TGF-ß1^+/- mice were generated by gene targeting (8). ß₂M^-/- mice (33) were obtained from The Jackson Laboratory (Bar Harbor, ME). Both mutations were generated in the same genetic background of the 129/SvJ strain (33). These mice were crossbred to generate the founder (TGF-ß1^+/-;ß₂M^-/-) mice, which were then intercrossed to generate TGF-ß1;ß₂M double null (TGF-ß1^-/-;ß₂M^-/-) mice. These mice were genotyped for the TGF-ß1 gene by PCR (8) and for the ß₂M gene by Southern blot analysis (33). All mice were maintained in a pathogen-free, double-barrier facility and were provided with autoclaved food and water (8).

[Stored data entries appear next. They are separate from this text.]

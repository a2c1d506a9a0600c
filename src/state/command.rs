// Commands from host to engine.
//
// Commands are the ONLY way a host can change a running engine.
// They are queued and applied on the frame thread.

use crate::config::SortConfig;

use super::RunId;

/// A command from the host to the engine.
///
/// Commands are:
/// - Immutable once created
/// - Applied in the order they were sent
/// - Applied before the frame they arrive in is ticked
#[derive(Debug, Clone)]
pub enum Command {
    // ═══════════════════════════════════════════
    // Run lifecycle
    // ═══════════════════════════════════════════
    /// Cancel any current run, clear its bars, and start a new run.
    Start { config: SortConfig },

    /// Start again with the last accepted configuration.
    Restart,

    /// Abort the current run. Bars stay where they are.
    Cancel,

    // ═══════════════════════════════════════════
    // Live controls
    // ═══════════════════════════════════════════
    /// Change the speed factor of the current and future runs.
    SetSpeed { speed: f32 },

    // ═══════════════════════════════════════════
    // Application
    // ═══════════════════════════════════════════
    /// Cancel the current run and ask the host to quit.
    Exit,
}

/// Response from the engine after processing a command.
#[derive(Debug, Clone, PartialEq)]
pub enum CommandResult {
    /// Command succeeded.
    Ok,

    /// A new run was started.
    Started { run_id: RunId },

    /// Command failed.
    Error { message: String },
}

Pathological and immunohistochemical analysis

Tissues were harvested from moribund TGF-ß1^-/-;ß₂M^-/- mice euthanized by CO₂ narcosis or immediately after death (from 21 to 123 days of age). Tissues were fixed either in 10% buffered formalin or Bouin’s fixative or frozen in OCT compound (Miles Scientific, Naperville, IL). Fixed tissues were embedded in paraffin and sectioned at 4–6 µm. Selected frozen or Bouin’s-fixed tissues were used to analyze specific surface Ags of infiltrating inflammatory cells. The following Abs and kits were used: goat biotinylated anti-mouse IgG (Vector Laboratories, Burlingame, CA), rat anti-mouse Mac-2 (American Type Culture Collection, Manassas, VA), biotinylated anti-mouse B220 (Boehringer Mannheim, Indianapolis, IN), rabbit anti-human CD3 (DAKO, Carpinteria, CA), and Vectastain Elite ABC kits (Vector Laboratories).

Northern blot analysis

Total RNA was extracted from various organs of three animals using RNA STAT-60 (Tel-Test, Friendswood, TX). Total RNA (15 µg) was electrophoresed on a 1% agarose/6.8% formaldehyde gel and then blotted onto a nylon membrane (Schleicher & Schuell, Keene, NH) as previously described (35). The A-, Aß-, and Eß-chain class II probes (12) were used at the same time for detection of MHC class II transcripts. Prehybridization and hybridization were conducted as described (35). After washing, the filters were exposed to Kodak X-AR film (Rochester, NY) at -70°C with intensifying screens.

Flow cytometric analysis

Single cell suspensions of bone marrow, spleen, and thymus from five of each of TGF-ß1^-/-;ß₂M^-/- and TGF-ß1^+/+;ß₂M^-/- mice were prepared, and 1.5 x 10⁶ cells were stained for expression of the designated lineage markers with the following Abs from PharMingen (San Diego, CA): anti-GR-1 and anti-CD11b for myeloid lineages and anti-CD4, -CD5, and -CD8 for T cells. Flow cytometric analysis was performed after the incubation of the cells with primary Abs (17).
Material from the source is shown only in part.